On Wednesday, United States accused China of charging export duties on nine key raw materials at the World Trade Organization (WTO), arguing that it gave advantages to China’s manufacturers and making it more expensive for U.S. manufacturers.

According to the complaint, US said that China agreed to eliminate the export duties of all products except for those in specific annex when joined the WTO. The nine key raw materials challenged in recent case, including antimony, cobalt, copper, graphite, lead, magnesia, talc, tantalum, and tin, are not included in the annex.

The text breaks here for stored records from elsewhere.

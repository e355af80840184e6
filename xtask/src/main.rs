use std::fs;
use std::path::{Path, PathBuf};

use anyhow::{anyhow, bail, Context, Result};
use clap::{Parser, Subcommand};
use quartzos_app_proto as proto;
use quartzos_app_proto::{encode_name, ApplicationHeader, Version};
use xshell::{cmd, Shell};

#[derive(Parser)]
#[command(author, version, about = "quartzOS build helper (xtask)")]
struct Cli {
    #[command(subcommand)]
    command: Commands,
}

#[derive(Subcommand)]
enum Commands {
    /// Build the workspace.
    Build {
        /// Build profile, debug by default.
        #[arg(long, default_value = "debug")]
        profile: String,
    },
    /// Wrap a raw position-independent binary into a flashable bundle.
    Mkapp {
        /// The PIC binary, GOT data words last.
        #[arg(long)]
        bin: PathBuf,
        #[arg(long)]
        name: String,
        #[arg(long, default_value = "quartz")]
        company: String,
        /// Entry point offset inside the image.
        #[arg(long, value_parser = parse_u32)]
        entry_offset: u32,
        /// Image offset where the kernel writes the symbol-table pointer.
        #[arg(long, value_parser = parse_u32)]
        sym_addr: u32,
        /// Total in-memory footprint including BSS; defaults to the
        /// binary size (no BSS).
        #[arg(long, value_parser = parse_u32)]
        virtual_size: Option<u32>,
        /// A GOT word to relocate, as a byte offset into the image.
        /// Repeatable.
        #[arg(long = "reloc", value_parser = parse_u32)]
        relocs: Vec<u32>,
        #[arg(long, default_value_t = 0)]
        icon: u16,
        #[arg(long)]
        out: PathBuf,
    },
    /// Assemble bundles into a 32-slot flash image.
    Pack {
        #[arg(long)]
        out: PathBuf,
        /// slot=bundle pairs, e.g. `3=dist/tempus.app`.
        apps: Vec<String>,
    },
    /// Print every valid application header in a flash image.
    Show { image: PathBuf },
}

fn parse_u32(s: &str) -> Result<u32, String> {
    let (digits, radix) = match s.strip_prefix("0x").or_else(|| s.strip_prefix("0X")) {
        Some(hex) => (hex, 16),
        None => (s, 10),
    };
    u32::from_str_radix(digits, radix).map_err(|e| e.to_string())
}

fn main() -> Result<()> {
    let cli = Cli::parse();
    match cli.command {
        Commands::Build { profile } => build(&profile),
        Commands::Mkapp {
            bin,
            name,
            company,
            entry_offset,
            sym_addr,
            virtual_size,
            relocs,
            icon,
            out,
        } => mkapp(
            &bin,
            &name,
            &company,
            entry_offset,
            sym_addr,
            virtual_size,
            &relocs,
            icon,
            &out,
        ),
        Commands::Pack { out, apps } => pack(&out, &apps),
        Commands::Show { image } => show(&image),
    }
}

fn build(profile: &str) -> Result<()> {
    let sh = Shell::new()?;
    match profile {
        "release" => cmd!(sh, "cargo build --workspace --release").run()?,
        "debug" => cmd!(sh, "cargo build --workspace").run()?,
        other => bail!("unknown profile {other}"),
    }
    Ok(())
}

#[allow(clippy::too_many_arguments)]
fn mkapp(
    bin: &Path,
    name: &str,
    company: &str,
    entry_offset: u32,
    sym_addr: u32,
    virtual_size: Option<u32>,
    relocs: &[u32],
    icon: u16,
    out: &Path,
) -> Result<()> {
    let body = fs::read(bin).with_context(|| format!("reading {}", bin.display()))?;
    let app_size = u32::try_from(body.len()).context("binary too large")?;

    if name.len() >= proto::APP_NAME_MAX {
        bail!(
            "name {:?} exceeds {} bytes (terminator included)",
            name,
            proto::APP_NAME_MAX
        );
    }
    if entry_offset >= app_size {
        bail!("entry offset {entry_offset:#x} lies outside the binary");
    }
    for &r in relocs {
        if r >= app_size {
            bail!("relocation {r:#x} lies outside the binary");
        }
    }
    let virtual_size = virtual_size.unwrap_or(app_size);
    if virtual_size < app_size {
        bail!("virtual size {virtual_size:#x} smaller than the binary {app_size:#x}");
    }

    let header = ApplicationHeader {
        magic: proto::APP_MAGIC,
        sdk_version: Version::new(5, 19),
        app_version: Version::new(1, 0),
        app_size,
        offset: entry_offset,
        crc: proto::crc32::crc32_ieee(&body),
        name: encode_name(name),
        company: encode_name(company),
        icon_resource_id: icon,
        sym_table_addr: sym_addr,
        flags: 0,
        reloc_entries_count: relocs.len() as u32,
        virtual_size,
    };

    let mut hdr_buf = [0u8; proto::HEADER_SIZE];
    header.encode(&mut hdr_buf);
    let mut bundle = Vec::with_capacity(proto::HEADER_SIZE + body.len() + relocs.len() * 4);
    bundle.extend_from_slice(&hdr_buf);
    bundle.extend_from_slice(&body);
    for r in relocs {
        bundle.extend_from_slice(&r.to_le_bytes());
    }
    if bundle.len() > proto::SLOT_SIZE {
        bail!(
            "bundle is {} bytes, a slot holds {}",
            bundle.len(),
            proto::SLOT_SIZE
        );
    }

    fs::write(out, &bundle).with_context(|| format!("writing {}", out.display()))?;
    println!(
        "wrote {} ({} bytes, {} relocs, vsize {:#x})",
        out.display(),
        bundle.len(),
        relocs.len(),
        virtual_size
    );
    Ok(())
}

fn pack(out: &Path, apps: &[String]) -> Result<()> {
    let mut image = vec![0xFFu8; proto::SLOT_COUNT as usize * proto::SLOT_SIZE];
    for pair in apps {
        let (slot, path) = pair
            .split_once('=')
            .with_context(|| format!("expected slot=bundle, got {pair:?}"))?;
        let slot: usize = slot.parse().with_context(|| format!("bad slot in {pair:?}"))?;
        if slot >= proto::SLOT_COUNT as usize {
            bail!("slot {slot} out of range (0..{})", proto::SLOT_COUNT);
        }
        let bundle = fs::read(path).with_context(|| format!("reading {path}"))?;
        ApplicationHeader::parse(&bundle)
            .map_err(|e| anyhow!("{path}: not an app bundle: {e:?}"))?;
        if bundle.len() > proto::SLOT_SIZE {
            bail!("{path}: bundle exceeds the slot size");
        }
        let base = slot * proto::SLOT_SIZE;
        image[base..base + bundle.len()].copy_from_slice(&bundle);
    }
    fs::write(out, &image).with_context(|| format!("writing {}", out.display()))?;
    println!("wrote {} ({} slots)", out.display(), proto::SLOT_COUNT);
    Ok(())
}

fn show(image: &Path) -> Result<()> {
    let image = fs::read(image).with_context(|| format!("reading {}", image.display()))?;
    for slot in 0..proto::SLOT_COUNT as usize {
        let base = slot * proto::SLOT_SIZE;
        let Some(bytes) = image.get(base..base + proto::HEADER_SIZE) else {
            break;
        };
        let Ok(header) = ApplicationHeader::parse(bytes) else {
            continue;
        };
        println!(
            "slot {:2}: {} v{}.{} by {} (sdk {}.{})",
            slot,
            header.name(),
            header.app_version.major,
            header.app_version.minor,
            header.company(),
            header.sdk_version.major,
            header.sdk_version.minor
        );
        println!(
            "         size {:#x} vsize {:#x} entry {:#x} sym {:#x} relocs {} crc {:#010x}",
            header.app_size,
            header.virtual_size,
            header.offset,
            header.sym_table_addr,
            header.reloc_entries_count,
            header.crc
        );
    }
    Ok(())
}
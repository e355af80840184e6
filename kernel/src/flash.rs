//! Raw flash access by application slot.

use alloc::vec;
use alloc::vec::Vec;

use quartzos_app_proto::{SLOT_COUNT, SLOT_SIZE};

#[derive(Clone, Copy, Debug, PartialEq, Eq)]
pub enum FlashError {
    NotReady,
    ReadFailed,
}

/// Slot-addressed reads against the external flash part. `offset` is
/// relative to the start of the slot; a read never crosses a slot
/// boundary.
pub trait FlashDriver: Send + Sync {
    fn read(&self, slot: u8, offset: u32, out: &mut [u8]) -> Result<(), FlashError>;
}

/// RAM-backed flash image for simulators and tests. The layout matches
/// the packed image `xtask pack` produces: `SLOT_COUNT` regions of
/// `SLOT_SIZE` bytes, erased bytes reading as 0xFF.
pub struct MemFlash {
    image: Vec<u8>,
}

impl MemFlash {
    pub fn new(image: Vec<u8>) -> Self {
        Self { image }
    }

    /// A fully erased part.
    pub fn blank() -> Self {
        Self {
            image: vec![0xFF; SLOT_COUNT as usize * SLOT_SIZE],
        }
    }

    /// Overwrite the start of `slot` with `bytes`.
    ///
    /// # Panics
    /// Panics when `bytes` exceeds the slot (programming error in the
    /// image being assembled, not a runtime condition).
    pub fn program_slot(&mut self, slot: u8, bytes: &[u8]) {
        assert!(bytes.len() <= SLOT_SIZE, "slot overflow");
        let base = slot as usize * SLOT_SIZE;
        self.image[base..base + bytes.len()].copy_from_slice(bytes);
    }
}

impl FlashDriver for MemFlash {
    fn read(&self, slot: u8, offset: u32, out: &mut [u8]) -> Result<(), FlashError> {
        if slot >= SLOT_COUNT {
            return Err(FlashError::ReadFailed);
        }
        let offset = offset as usize;
        let end = offset.checked_add(out.len()).ok_or(FlashError::ReadFailed)?;
        if end > SLOT_SIZE {
            return Err(FlashError::ReadFailed);
        }
        let base = slot as usize * SLOT_SIZE;
        out.copy_from_slice(&self.image[base + offset..base + end]);
        Ok(())
    }
}

#[cfg(test)]
mod tests {
    use super::*;

    #[test]
    fn blank_part_reads_erased() {
        let flash = MemFlash::blank();
        let mut buf = [0u8; 8];
        flash.read(31, 0, &mut buf).unwrap();
        assert_eq!(buf, [0xFF; 8]);
    }

    #[test]
    fn reads_never_cross_a_slot_boundary() {
        let flash = MemFlash::blank();
        let mut buf = [0u8; 16];
        assert_eq!(
            flash.read(0, (SLOT_SIZE - 8) as u32, &mut buf),
            Err(FlashError::ReadFailed)
        );
        assert_eq!(flash.read(SLOT_COUNT, 0, &mut buf), Err(FlashError::ReadFailed));
    }

    #[test]
    fn programmed_bytes_read_back() {
        let mut flash = MemFlash::blank();
        flash.program_slot(3, b"PBLAPP");
        let mut buf = [0u8; 6];
        flash.read(3, 0, &mut buf).unwrap();
        assert_eq!(&buf, b"PBLAPP");
    }
}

Currently, China imposed 5 to 20 percent ad valorem on the nine raw materials, which is the important raw materials for aerospace, electronics and other parts of U.S. industrial sectors. The export duties benefits China’s manufacturers, helping them to lower the prices paid to raw materials, but make it costly to U.S. manufacturers and add pressures on them. According to the U.S. Trade Representative, US is trying to remove the export duties.

This is the 13th trade enforcement case between U.S and China at WTO, which is more than any other members in WTO, and until now, United States has won every case.

Both the Republican and Democratic presumptive presidential nominee gave opinions on the case. Republican nominee Donald Trump said it would put the trade enforcement as the top priority if elected. Democratic nominee Hillary Clinton also showed a tough attitude towards Beijing.

“It all comes down to fair competition—a notion that is fundamental to who we are as Americans. And one of the most important ways we have done that is by enforcing our trade laws—more aggressively than any previous Administration in history. Because here’s what I know—given a level playing field, American businesses and American workers will out-compete anyone.” Vice President Biden said.

Chinese embassy’s spokesman in Washington didn’t response to the case immediately. Consultations are only the first step in the process, which gave two countries the chance to resolve the problem. If the consultation is not successful, US could request WTO to set up a dispute settlement panel.